Friday 15 April 2016

Wells Once More

I knew this would happen - and it’s entirely my fault.  No sooner had I feverishly compiled a ‘hot list’ (or should that be ‘wet list’?) of over a hundred famous and not so famous wells and springs in Angus and satisfied myself that it was over and done with, then a new batch of well information came to my attention.
    Never mind that I added a precognitive mention in the previous post that the Well List was liable to be un-comprehensive.  Secretly I was smug and thought I had done the job properly.  But that turns out not to be true, and I apologise.
   Here is more details about the Wells of Angus.  Wells which have been mentioned before are marked with an asterisk.

Starting in the north-west, near the parish church of Glenisla which was dedicated to the Virgin Mary, there was a Lady Well.  There were at least five other Lady Wells in Angus, as previously noticed.  The Glenisla well was filled in some time before the late 19th century.  After noting this fact, the historian of Angus, Alexander Warden, cryptically remarked:  ‘There is a perennial spring which cannot be filled up, a well of living water, out of which all are invited to drink, without money and without price.’  The Rev James Watt, author of the parish entry in the New Statistical Account, noted that the Lady Well was usually 48 degrees Fahrenheit, while the Corryvannoch Well*, also in the parish and at the foot of Mount Keen, was two degrees cooler.  Watt repeats the tradition of people visiting the Coryvannoch on the first Sunday morning of May, especially about day break, to cure sick children.  They would leave a trinket in thanks for its watery wonder working.  But he noted that people no longer believed in it by his time.  Nobody drank from it, except perhaps ‘the passing shepherd, or those whom curiosity, arising from its former reputation, induces to pay it a visit.’  A formerly popular ‘mineral spring of the chalybeate kind’ in Panbride parish had become neglected in the 18th century, as noted in the Old statistical Account.  Among the many oddly named wells was the Crew Well, near Auchtertyre, parish of Newtyle.
   Other once renowned holy or healing wells were losing their aura with the ‘common’ folk by the Victorian age, although bookish folklorists were backfilling their interest by documenting historical associations with these once renowned places.  Many of the amateur collectors of lore were local clergymen, though those who contributed to the Statistical Accounts in the 18th and 19th centuries only mentioned local beliefs and antiquities as a sideline to other matters concerning their parishes.  The haunted well at Benvie*, west of Dundee, was noted by the Rev George Addison in the New Statistical Account, as being ‘formerly in great repute as a tonic, and was applied externally in cutaneous disorders, but is now entirely neglected’.  In the same source, the Rev James Headrick mentions a small chalybeate spring in his parish that helped stomach complaints, though he does not comment whether it was well or poorly frequented. On the borders of this parish and Kirkden * parish was a perennial well which helped with swellings and ulcers which had effect when doctors’ cures had proved ineffectual.
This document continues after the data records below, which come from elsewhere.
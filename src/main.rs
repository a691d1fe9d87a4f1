// Copyright 2025 Kirky.X
//
// Licensed under the Apache License, Version 2.0 (the "License");
// you may not use this file except in compliance with the License.
// You may obtain a copy of the License at
//
//     http://www.apache.org/licenses/LICENSE-2.0
//
// Unless required by applicable law or agreed to in writing, software
// distributed under the License is distributed on an "AS IS" BASIS,
// WITHOUT WARRANTIES OR CONDITIONS OF ANY KIND, either express or implied.
// See the License for the specific language governing permissions and
// limitations under the License.

use norskball::config::settings::Settings;
use norskball::infrastructure::database::connection;
use norskball::infrastructure::metrics;
use norskball::presentation::routes;
use norskball::presentation::state::AppState;
use norskball::utils::telemetry;
use norskball::workers::RosterWorker;
use std::sync::Arc;
use tokio::net::TcpListener;
use tower_http::cors::{Any, CorsLayer};
use tower_http::trace::TraceLayer;
use tracing::{info, warn};

/// 主函数
///
/// 应用程序入口点，负责初始化所有组件并启动服务
#[tokio::main]
async fn main() -> anyhow::Result<()> {
    // 1. Initialize logging
    telemetry::init_telemetry();
    info!("Starting norskball...");

    let metrics_handle = match metrics::init_metrics() {
        Ok(handle) => Some(handle),
        Err(e) => {
            warn!("Prometheus recorder not installed: {}", e);
            None
        }
    };

    // 2. Load configuration
    let settings = Arc::new(Settings::new()?);
    info!("Configuration loaded");

    // 3. Connect to database
    let db = connection::create_pool(&settings.database).await?;
    let db = Arc::new(db);
    info!("Database connection established");
    connection::run_migrations(db.as_ref()).await?;

    // 4. Wire repositories and services
    let state = Arc::new(AppState::new(db, settings.clone(), metrics_handle));

    // 5. Start roster worker
    let _roster_worker = if settings.scraper.enabled {
        Some(RosterWorker::from_settings(state.roster_sync.clone(), &settings.scraper).start())
    } else {
        info!("Roster worker disabled");
        None
    };

    // 6. Start HTTP server
    let cors = CorsLayer::new()
        .allow_origin(Any)
        .allow_methods(Any)
        .allow_headers(Any);
    let app = routes::routes(state)
        .layer(TraceLayer::new_for_http())
        .layer(cors);

    let addr = format!("{}:{}", settings.server.host, settings.server.port);
    let listener = TcpListener::bind(&addr).await?;
    info!("Server listening on {}", addr);

    axum::serve(listener, app)
        .with_graceful_shutdown(shutdown_signal())
        .await?;

    info!("Server stopped");
    Ok(())
}

async fn shutdown_signal() {
    if let Err(e) = tokio::signal::ctrl_c().await {
        warn!("Failed to listen for shutdown signal: {}", e);
    }
}
// Copyright (c) 2025 Kirky.X
//
// Licensed under the MIT License
// See LICENSE file in the project root for full license information.

use chrono::{DateTime, Utc};
use serde::{Deserialize, Serialize};
use uuid::Uuid;

/// 裁判实体
#[derive(Debug, Clone, PartialEq, Serialize, Deserialize)]
pub struct Referee {
    pub id: Uuid,
    pub name: String,
    pub photo_url: Option<String>,
    pub created_at: DateTime<Utc>,
    pub updated_at: DateTime<Utc>,
}

impl Referee {
    pub fn new(name: impl Into<String>) -> Self {
        let now = Utc::now();
        Self {
            id: Uuid::new_v4(),
            name: name.into(),
            photo_url: None,
            created_at: now,
            updated_at: now,
        }
    }
}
   A few named wells note previously mentioned include St German’s Well at Kinblethmont, which may have a connection with the Knights Templars who once owned this land.  Another well in the burgh of Dundee was St Francis’s Well, which was piped to provide water for one of the town’s religious houses in pre-Reformation times.  Another well with possible religious associations in Monk Mudie’s Well at the foot of Carmyllie Hill.  Who was Monk Mudie?  I don’t honestly know.  The Bra Well*, previously mentioned at Stracarthro, seems to be synonymous with Braul's Well, which the historian of Angus, Andrew Warden, states was also known as St Brule's Well.  This in turn, he states, derives from St Rule. 
   Near Battle Drum Wood there is a Battle Burn, Battle Cairn and Battle Well.  All of these mark, reputedly, a bloody encounter between Romans and Picts.  The burn was polluted with blood for much of its length and, for centuries, herdsmen used to throw a bit of bread into Battle Well, just in case the water turned to blood.  The act possibly records some forgotten superstition.
   King’s Well*, near Keillor, Newtyle, is supposedly the place where Macbeth halted as he fled northwards from Dunsinane.  (Also in the same parish is the Crew Well near Auchtertyre).
    The well in Balmossie Den, by Balmossie Bridge and the eastern entrance to Lintrathen House and on the banks of the Dichty is the Cauld Water Well*, also known as The Wishing Well or the Cat Craig Well.  No wonder I got it wrong in a previous mention.  The Cat Craig is a nearby rock.  The stone surround of the well is inscribed:


                   Whosoever drinketh of the water shall thirst again.  T E 1847



A well with too many names?   Balmossie Den.